GOAL OF THE EXERCISE: Your output should be every line below, copied exactly.

··· THE INPUT

#![forbid(unsafe_code)]

// Bounded hand-off between the generator thread and sender workers

use crate::message::OutboundUnit;

/// Item carried by the unit queue
#[derive(Debug, Clone, PartialEq, Eq)]
pub enum Envelope {
    Unit(OutboundUnit),
    /// Tells one worker to stop consuming.
    Stop,
}

pub type UnitSender = flume::Sender<Envelope>;
pub type UnitReceiver = flume::Receiver<Envelope>;

/// Fixed-capacity multi-consumer FIFO.
///
/// The generator thread blocks in `send` while the queue is full; workers await
/// `recv_async` while it is empty.
pub fn bounded(capacity: usize) -> (UnitSender, UnitReceiver) {
    flume::bounded(capacity)
}
#![forbid(unsafe_code)]

// Error types shared by the load generator

use std::time::Duration;
use thiserror::Error;

/// Errors produced by channels, the probe, and run setup
#[derive(Error, Debug)]
pub enum LoadError {
    #[error("Channel not open")]
    NotOpen,

    #[error("Connect timeout after {timeout:?}: {url}")]
    ConnectTimeout { url: String, timeout: Duration },

    #[error("Transport error: {0}")]
    Transport(String),

    #[error("Serialization error: {0}")]
    Serialize(#[from] serde_json::Error),

    #[error("RTT probe timed out; matched={matched}, remaining={remaining}, unparseable={unparseable}")]
    ProbeTimeout {
        matched: usize,
        remaining: usize,
        unparseable: usize,
    },

    #[error("Configuration error: {0}")]
    Config(String),

    #[error("IO error: {0}")]
    Io(#[from] std::io::Error),

    #[error("Task failed: {0}")]
    TaskFailed(String),
}

/// Result type alias for load generator operations
pub type LoadResult<T> = Result<T, LoadError>;
#![forbid(unsafe_code)]

// Channel module - one managed persistent connection per room

pub mod stub;
pub mod ws;

use crate::error::LoadResult;
use async_trait::async_trait;
use std::sync::atomic::{AtomicU8, Ordering};
use std::sync::Arc;

pub use stub::{StubChannel, StubConnector};
pub use ws::{WsChannel, WsConnector};

/// Lifecycle state of a channel's transport connection
#[derive(Debug, Clone, Copy, PartialEq, Eq)]
#[repr(u8)]
pub enum ChannelState {
    Disconnected = 0,
    Connecting = 1,
    Open = 2,
    Closed = 3,
}

impl ChannelState {
    fn from_u8(value: u8) -> Self {
        match value {
            0 => ChannelState::Disconnected,
            1 => ChannelState::Connecting,
            2 => ChannelState::Open,
            _ => ChannelState::Closed,
        }
    }
}

/// Atomic cell holding a [`ChannelState`], readable without locking
#[derive(Debug)]
pub(crate) struct StateCell(AtomicU8);

impl StateCell {
    pub(crate) fn new(state: ChannelState) -> Self {
        Self(AtomicU8::new(state as u8))
    }

    pub(crate) fn get(&self) -> ChannelState {
        ChannelState::from_u8(self.0.load(Ordering::Acquire))
    }

    pub(crate) fn set(&self, state: ChannelState) {
        self.0.store(state as u8, Ordering::Release);
    }
}

/// Receives inbound text frames from a channel.
///
/// Called from the transport's reader task, concurrently with sends from worker
/// tasks. Implementations must not block.
pub trait FrameListener: Send + Sync {
    fn on_frame(&self, text: &str);
}

/// Send/open-check/reconnect capability over one persistent connection
#[async_trait]
pub trait SendChannel: Send + Sync {
    /// Transmits `payload`, failing with `LoadError::NotOpen` if the channel isn't open.
    async fn send(&self, payload: String) -> LoadResult<()>;

    fn state(&self) -> ChannelState;

    fn is_open(&self) -> bool {
        self.state() == ChannelState::Open
    }

    /// Tears down any existing connection and waits for a fresh one, bounded by
    /// the connect timeout.
    async fn reconnect(&self) -> LoadResult<()>;

    /// Best-effort close; never fails.
    async fn close(&self);
}

/// Creates a connected channel for a room
#[async_trait]
pub trait ChannelConnector: Send + Sync {
    async fn connect(&self, room_id: u32) -> LoadResult<Arc<dyn SendChannel>>;
}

······

RESPONSE BOX:
#![forbid(unsafe_code)]

// Bounded hand-off between the generator thread and sender workers

use crate::message::OutboundUnit;

/// Item carried by the unit queue
#[derive(Debug, Clone, PartialEq, Eq)]
pub enum Envelope {
    Unit(OutboundUnit),
    /// Tells one worker to stop consuming.
    Stop,
}

pub type UnitSender = flume::Sender<Envelope>;
pub type UnitReceiver = flume::Receiver<Envelope>;

/// Fixed-capacity multi-consumer FIFO.
///
/// The generator thread blocks in `send` while the queue is full; workers await
/// `recv_async` while it is empty.
pub fn bounded(capacity: usize) -> (UnitSender, UnitReceiver) {
    flume::bounded(capacity)
}
#![forbid(unsafe_code)]

// Error types shared by the load generator

use std::time::Duration;
use thiserror::Error;

/// Errors produced by channels, the probe, and run setup
#[derive(Error, Debug)]
pub enum LoadError {
    #[error("Channel not open")]
    NotOpen,

    #[error("Connect timeout after {timeout:?}: {url}")]
    ConnectTimeout { url: String, timeout: Duration },

    #[error("Transport error: {0}")]
    Transport(String),

    #[error("Serialization error: {0}")]
    Serialize(#[from] serde_json::Error),

    #[error("RTT probe timed out; matched={matched}, remaining={remaining}, unparseable={unparseable}")]
    ProbeTimeout {
        matched: usize,
        remaining: usize,
        unparseable: usize,
    },

    #[error("Configuration error: {0}")]
    Config(String),

    #[error("IO error: {0}")]
    Io(#[from] std::io::Error),

    #[error("Task failed: {0}")]
    TaskFailed(String),
}

/// Result type alias for load generator operations
pub type LoadResult<T> = Result<T, LoadError>;
#![forbid(unsafe_code)]

// Channel module - one managed persistent connection per room

pub mod stub;
pub mod ws;

use crate::error::LoadResult;
use async_trait::async_trait;
use std::sync::atomic::{AtomicU8, Ordering};
use std::sync::Arc;

pub use stub::{StubChannel, StubConnector};
pub use ws::{WsChannel, WsConnector};

/// Lifecycle state of a channel's transport connection
#[derive(Debug, Clone, Copy, PartialEq, Eq)]
#[repr(u8)]
pub enum ChannelState {
    Disconnected = 0,
    Connecting = 1,
    Open = 2,
    Closed = 3,
}

impl ChannelState {
    fn from_u8(value: u8) -> Self {
        match value {
            0 => ChannelState::Disconnected,
            1 => ChannelState::Connecting,
            2 => ChannelState::Open,
            _ => ChannelState::Closed,
        }
    }
}

/// Atomic cell holding a [`ChannelState`], readable without locking
#[derive(Debug)]
pub(crate) struct StateCell(AtomicU8);

impl StateCell {
    pub(crate) fn new(state: ChannelState) -> Self {
        Self(AtomicU8::new(state as u8))
    }

    pub(crate) fn get(&self) -> ChannelState {
        ChannelState::from_u8(self.0.load(Ordering::Acquire))
    }

    pub(crate) fn set(&self, state: ChannelState) {
        self.0.store(state as u8, Ordering::Release);
    }
}

/// Receives inbound text frames from a channel.
///
/// Called from the transport's reader task, concurrently with sends from worker
/// tasks. Implementations must not block.
pub trait FrameListener: Send + Sync {
    fn on_frame(&self, text: &str);
}

/// Send/open-check/reconnect capability over one persistent connection
#[async_trait]
pub trait SendChannel: Send + Sync {
    /// Transmits `payload`, failing with `LoadError::NotOpen` if the channel isn't open.
    async fn send(&self, payload: String) -> LoadResult<()>;

    fn state(&self) -> ChannelState;

    fn is_open(&self) -> bool {
        self.state() == ChannelState::Open
    }

    /// Tears down any existing connection and waits for a fresh one, bounded by
    /// the connect timeout.
    async fn reconnect(&self) -> LoadResult<()>;

    /// Best-effort close; never fails.
    async fn close(&self);
}

/// Creates a connected channel for a room
#[async_trait]
pub trait ChannelConnector: Send + Sync {
    async fn connect(&self, room_id: u32) -> LoadResult<Arc<dyn SendChannel>>;
}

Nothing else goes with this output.